Cooper Shareholders Approve Eaton Acquisition

DUBLINNov. 2, 2012 /PRNewswire/ — As previously announced on October 26, 2012, the shareholders of both Cooper Industries plc andEaton Corporation approved the proposals relating to Eaton’s acquisition of Cooper through the formation of a new Irish holding company that will be renamed Eaton Corporation plc (“New Eaton”).  The acquisition of Cooper will be effected by a “scheme of arrangement” under Irish law and, in connection with the acquisition, Eaton will merge with Turlock Corporation, a wholly owned subsidiary of New Eaton. 

Following the consummation of these transactions, both Eaton and Cooper will be wholly owned subsidiaries of New Eaton.

Cooper and Eaton each separately filed a Form 8-K on October 26, 2012 setting forth the detailed results for the votes cast for and against each proposal presented at their special shareholder meetings.  The Irish Takeover Rules requires that Cooper also disclose the detailed voting results for each of the proposals in a press release.

Following are the voting results for Cooper’s Special Court-Ordered Meeting and Extraordinary General Meeting that were held on October 26, 2012, as previously reported in Cooper’s Form 8-K.

Of the 161,489,215 Cooper shares outstanding as of the record date and entitled to vote at the special meetings, 68% were represented in person or by proxy at the meetings, constituting a quorum for the transaction of business.  Abstentions are not considered votes cast at the meetings.  Because approval of all proposals is based on votes properly cast at the meeting, abstentions do not have any effect on the outcome of the voting.

Special Court-Ordered Meeting

 

Proposal 1: To approve the scheme of arrangement.

Cooper shareholders approved the proposal with the following voting results including the percentage of votes cast for and against the proposal:

For

Against

Abstain

108,642,916    99.45%

594,461                       .55%

562,022

In addition, of the 2,699 record shareholders voting on the proposal, 2,483 record shareholders or 91.99% voted in favor of the proposal.

Extraordinary General Meeting

 

Proposal 1:  To approve the scheme of arrangement and authorize the directors of Cooper to take all such actions as they consider necessary or appropriate for carrying the scheme of arrangement into effect.

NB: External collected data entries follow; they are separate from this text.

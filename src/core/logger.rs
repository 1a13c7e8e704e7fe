//! Main logger implementation

use super::{
    config::Config,
    encoder::{Encoder, EncoderConfig},
    error::Result,
    field::Field,
    log_entry::{Caller, LogEntry},
    log_level::LogLevel,
    sink::Sink,
    sugar::SugaredLogger,
};
use crate::sinks::{select_sink, StdoutSink};
use parking_lot::Mutex;
use std::fmt;
use std::panic::Location;
use std::sync::Arc;

/// State shared by a logger and every handle derived from it.
struct LoggerCore {
    sink: Mutex<Box<dyn Sink>>,
    encoder: Encoder,
}

impl LoggerCore {
    /// Encode outside the lock, then write the whole line under it.
    ///
    /// **Per-sink panic isolation**: a panicking sink is reported and the
    /// record dropped; the caller never sees the failure.
    fn write(&self, entry: &LogEntry) {
        let line = self.encoder.encode(entry);
        let mut sink = self.sink.lock();

        let write_result = std::panic::catch_unwind(std::panic::AssertUnwindSafe(|| {
            sink.write_record(line.as_bytes())
        }));

        match write_result {
            Ok(Ok(())) => {}
            Ok(Err(e)) => {
                eprintln!("[LOGGER ERROR] Sink '{}' write failed: {}", sink.name(), e);
            }
            Err(panic_info) => {
                eprintln!(
                    "[LOGGER CRITICAL] Sink '{}' panicked: {}. Record dropped.",
                    sink.name(),
                    panic_message(panic_info.as_ref())
                );
            }
        }

        // Terminal levels must hit the disk before the process goes away
        if entry.level > LogLevel::Error {
            flush_or_report(&mut **sink);
        }
    }

    fn sync(&self) -> Result<()> {
        self.sink.lock().flush()
    }

    /// Like [`LoggerCore::sync`], for callers with nowhere to return an error.
    fn sync_or_report(&self) -> bool {
        flush_or_report(&mut **self.sink.lock())
    }
}

fn flush_or_report(sink: &mut dyn Sink) -> bool {
    match sink.flush() {
        Ok(()) => true,
        Err(e) => {
            eprintln!("[LOGGER ERROR] Sink '{}' flush failed: {}", sink.name(), e);
            false
        }
    }
}

fn panic_message(payload: &(dyn std::any::Any + Send)) -> String {
    if let Some(s) = payload.downcast_ref::<&str>() {
        s.to_string()
    } else if let Some(s) = payload.downcast_ref::<String>() {
        s.clone()
    } else {
        "Unknown panic".to_string()
    }
}

/// A leveled logger writing to one sink.
///
/// Handles are cheap to clone and immutable; [`Logger::with_options`]
/// derives a new handle sharing the same sink.
///
/// # Example
///
/// ```
/// use xlog::{field, Config, Logger};
///
/// let logger = Logger::new(&Config::stdout("info"));
/// logger.info("server started", &[field::int("port", 8080)]);
/// logger.debug("not shown", &[]);
/// ```
#[derive(Clone)]
pub struct Logger {
    core: Arc<LoggerCore>,
    min_level: LogLevel,
    add_caller: bool,
    name: Option<String>,
    fields: Vec<Field>,
}

impl Logger {
    /// Build a logger from a configuration record.
    ///
    /// Never fails: an unknown level means `info`, and file problems show
    /// up later as dropped records reported on stderr.
    #[must_use]
    pub fn new(config: &Config) -> Self {
        let encoder = Encoder::new(config.encoding, EncoderConfig::iso8601());
        Self::from_parts(select_sink(config), encoder, config.min_level())
    }

    /// Build a logger over a caller-supplied sink.
    #[must_use]
    pub fn from_parts(sink: Box<dyn Sink>, encoder: Encoder, min_level: LogLevel) -> Self {
        Self {
            core: Arc::new(LoggerCore {
                sink: Mutex::new(sink),
                encoder,
            }),
            min_level,
            add_caller: true,
            name: None,
            fields: Vec::new(),
        }
    }

    /// Create a builder for Logger
    ///
    /// # Example
    /// ```
    /// use xlog::{LogLevel, Logger};
    ///
    /// let logger = Logger::builder()
    ///     .min_level(LogLevel::Warn)
    ///     .name("db")
    ///     .build();
    /// assert!(!logger.enabled(LogLevel::Info));
    /// ```
    #[must_use]
    pub fn builder() -> LoggerBuilder {
        LoggerBuilder::new()
    }

    /// Derive a new handle with extra options; `self` is unchanged.
    #[must_use]
    pub fn with_options(&self, options: LoggerOptions) -> Logger {
        let mut derived = self.clone();
        options.apply(&mut derived);
        derived
    }

    /// The variadic / format / key-value companion over the same state.
    #[must_use]
    pub fn sugar(&self) -> SugaredLogger {
        SugaredLogger::new(self.clone())
    }

    #[inline]
    pub fn enabled(&self, level: LogLevel) -> bool {
        level >= self.min_level
    }

    pub fn level(&self) -> LogLevel {
        self.min_level
    }

    pub fn name(&self) -> Option<&str> {
        self.name.as_deref()
    }

    pub fn encoder(&self) -> &Encoder {
        &self.core.encoder
    }

    /// Flush the underlying sink.
    pub fn sync(&self) -> Result<()> {
        self.core.sync()
    }

    /// Whether a call at `level` needs its message built at all.
    #[inline]
    pub(crate) fn needs_message(&self, level: LogLevel) -> bool {
        self.enabled(level) || level.terminates()
    }

    /// Write a record (if enabled) and apply the level's terminal behavior.
    ///
    /// `Panic` and `Fatal` terminate even when the record itself is
    /// filtered out.
    #[track_caller]
    pub(crate) fn emit(&self, level: LogLevel, message: String, fields: Vec<Field>) {
        let location = Location::caller();

        if self.enabled(level) {
            let mut all = Vec::with_capacity(self.fields.len() + fields.len());
            all.extend(self.fields.iter().cloned());
            all.extend(fields);

            let mut entry = LogEntry::new(level, &message)
                .with_name(self.name.as_deref())
                .with_fields(all);
            if self.add_caller {
                entry = entry.with_caller(Caller::from_location(location));
            }
            self.core.write(&entry);
        }

        match level {
            LogLevel::Panic => panic!("{}", message),
            LogLevel::Fatal => {
                self.core.sync_or_report();
                std::process::exit(1);
            }
            _ => {}
        }
    }

    /// Log a message with strongly-typed fields.
    #[track_caller]
    pub fn log(&self, level: LogLevel, message: &str, fields: &[Field]) {
        if !self.needs_message(level) {
            return;
        }
        self.emit(level, message.to_string(), fields.to_vec());
    }

    #[inline]
    #[track_caller]
    pub fn debug(&self, message: &str, fields: &[Field]) {
        self.log(LogLevel::Debug, message, fields);
    }

    #[inline]
    #[track_caller]
    pub fn info(&self, message: &str, fields: &[Field]) {
        self.log(LogLevel::Info, message, fields);
    }

    #[inline]
    #[track_caller]
    pub fn warn(&self, message: &str, fields: &[Field]) {
        self.log(LogLevel::Warn, message, fields);
    }

    #[inline]
    #[track_caller]
    pub fn error(&self, message: &str, fields: &[Field]) {
        self.log(LogLevel::Error, message, fields);
    }

    /// Log, then panic with the message.
    #[inline]
    #[track_caller]
    pub fn panic(&self, message: &str, fields: &[Field]) {
        self.log(LogLevel::Panic, message, fields);
    }

    /// Log, flush, then exit the process with status 1.
    #[inline]
    #[track_caller]
    pub fn fatal(&self, message: &str, fields: &[Field]) -> ! {
        self.log(LogLevel::Fatal, message, fields);
        unreachable!("fatal logging exits the process")
    }
}

impl fmt::Debug for Logger {
    fn fmt(&self, f: &mut fmt::Formatter<'_>) -> fmt::Result {
        f.debug_struct("Logger")
            .field("sink", &self.core.sink.lock().name())
            .field("encoding", &self.core.encoder.encoding())
            .field("min_level", &self.min_level)
            .field("add_caller", &self.add_caller)
            .field("name", &self.name)
            .field("fields", &self.fields.len())
            .finish()
    }
}

impl Default for Logger {
    /// Debug level to standard output, the process-wide starting point.
    fn default() -> Self {
        Logger::new(&Config::stdout("debug"))
    }
}

/// Options applied by [`Logger::with_options`].
///
/// # Example
///
/// ```
/// use xlog::{field, Config, LogLevel, Logger, LoggerOptions};
///
/// let base = Logger::new(&Config::stdout("debug"));
/// let db = base.with_options(
///     LoggerOptions::new()
///         .named("db")
///         .fields(vec![field::string("shard", "eu-1")])
///         .increase_level(LogLevel::Warn),
/// );
/// assert_eq!(db.name(), Some("db"));
/// assert!(!db.enabled(LogLevel::Info));
/// assert!(base.enabled(LogLevel::Debug));
/// ```
#[derive(Debug, Clone, Default)]
pub struct LoggerOptions {
    caller: Option<bool>,
    name: Option<String>,
    fields: Vec<Field>,
    increase_level: Option<LogLevel>,
}

impl LoggerOptions {
    pub fn new() -> Self {
        Self::default()
    }

    /// Turn the `file:line` annotation on or off.
    #[must_use = "builder methods return a new value"]
    pub fn caller(mut self, enabled: bool) -> Self {
        self.caller = Some(enabled);
        self
    }

    /// Append a name segment; names nest as `parent.child`.
    #[must_use = "builder methods return a new value"]
    pub fn named(mut self, name: impl Into<String>) -> Self {
        self.name = Some(name.into());
        self
    }

    /// Fields added to every record of the derived logger.
    #[must_use = "builder methods return a new value"]
    pub fn fields(mut self, fields: Vec<Field>) -> Self {
        self.fields.extend(fields);
        self
    }

    #[must_use = "builder methods return a new value"]
    pub fn field(mut self, field: Field) -> Self {
        self.fields.push(field);
        self
    }

    /// Raise the minimum level. Lowering it is refused.
    #[must_use = "builder methods return a new value"]
    pub fn increase_level(mut self, level: LogLevel) -> Self {
        self.increase_level = Some(level);
        self
    }

    fn apply(self, logger: &mut Logger) {
        if let Some(enabled) = self.caller {
            logger.add_caller = enabled;
        }
        if let Some(name) = self.name.filter(|n| !n.is_empty()) {
            logger.name = Some(match logger.name.take() {
                Some(parent) => format!("{}.{}", parent, name),
                None => name,
            });
        }
        logger.fields.extend(self.fields);
        if let Some(level) = self.increase_level {
            if level < logger.min_level {
                eprintln!(
                    "[LOGGER WARNING] Cannot lower minimum level from {} to {}; keeping {}",
                    logger.min_level, level, logger.min_level
                );
            } else {
                logger.min_level = level;
            }
        }
    }
}

/// Builder for constructing Logger with a fluent API
///
/// Defaults: standard output, console encoding with ISO 8601 timestamps,
/// `info` minimum level, caller annotation on.
pub struct LoggerBuilder {
    min_level: LogLevel,
    sink: Option<Box<dyn Sink>>,
    encoder: Encoder,
    options: LoggerOptions,
}

impl LoggerBuilder {
    /// Create a new builder with default values
    pub fn new() -> Self {
        Self {
            min_level: LogLevel::Info,
            sink: None,
            encoder: Encoder::default(),
            options: LoggerOptions::default(),
        }
    }

    /// Set minimum log level
    #[must_use = "builder methods return a new value"]
    pub fn min_level(mut self, level: LogLevel) -> Self {
        self.min_level = level;
        self
    }

    #[must_use = "builder methods return a new value"]
    pub fn sink<S: Sink + 'static>(mut self, sink: S) -> Self {
        self.sink = Some(Box::new(sink));
        self
    }

    #[must_use = "builder methods return a new value"]
    pub fn encoder(mut self, encoder: Encoder) -> Self {
        self.encoder = encoder;
        self
    }

    #[must_use = "builder methods return a new value"]
    pub fn caller(mut self, enabled: bool) -> Self {
        self.options = self.options.caller(enabled);
        self
    }

    #[must_use = "builder methods return a new value"]
    pub fn name(mut self, name: impl Into<String>) -> Self {
        self.options = self.options.named(name);
        self
    }

    /// Build the Logger
    pub fn build(self) -> Logger {
        let sink = self.sink.unwrap_or_else(|| Box::new(StdoutSink::new()));
        let logger = Logger::from_parts(sink, self.encoder, self.min_level);
        logger.with_options(self.options)
    }
}

impl Default for LoggerBuilder {
    fn default() -> Self {
        Self::new()
    }
}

Cooper shareholders approved the proposal with the following voting results including the percentage of votes cost for and against the proposal:

For

Against

Abstain

108,980,764    99.46%

581,241                       .54%

502,491

Proposal 2:  To approve the cancellation of any Cooper ordinary shares in issue prior to 10:00 p.m., Irish time, on the day before the Irish High Court hearing to sanction the scheme.

Cooper shareholders approved the proposal with the following voting results including the percentage of votes cast for and against the proposal:

For

Against

Abstain

108,882,896    99.45%

592,644                       .55%

588,956

Proposal 3:  To authorize the directors of Cooper to allot and issue new Cooper shares, fully paid up, to New Eaton in connection with effecting the scheme.

Cooper shareholders approved the proposal with the following voting results including the percentage of votes cast for and against the proposal:

For

Against

Abstain

108,909,358    99.46%

587,002                       .54%

568,136

Proposal 4:  To amend the articles of association of Cooper so that any ordinary shares of Cooper that are issued at or after 10:00 p.m., Irish time, on the last business day before the scheme becomes effective are acquired by New Eaton for the scheme consideration.

Cooper shareholders approved the proposal with the following voting results including the percentage of votes cast for and against the proposal:

For

Against

Abstain

108,910,655    99.47%

575,556                       .53%

578,285

Proposal 5:  To approve the reduction of the share premium of New Eaton resulting from (i) the issuance of New Eaton shares pursuant to the scheme and (ii) a subscription for New Eaton shares by Eaton Sub prior to the merger, in order to create distributable reserves of New Eaton.

Cooper shareholders approved the proposal with the following voting results including the percentage of votes cast for and against the proposal:

For

Against

Abstain

108,957,679    99.49%

554,610                       .51%

552,207

Proposal 6:  To approve, on a non-binding advisory basis, specified compensatory arrangements between Cooper and its named executive officers relating to the transaction.

Cooper shareholders did not approve the proposal with the following voting results including the percentage of votes cast for and against the proposal:

For

Against

Abstain

43,390,009      40.67%

63,284,396      59.33%

3,390,091

Proposal 7: To adjourn the Cooper extraordinary general meeting, or any adjournments thereof, to solicit additional proxies if there are insufficient proxies at the time of the extraordinary general meeting to approve the scheme of arrangement or resolutions 2 through 6.

Proposal 7 was not voted upon at the meeting because there were sufficient proxies at the time of the extraordinary general meeting voting in favor of all the proposals necessary to approve and implement the scheme of arrangement.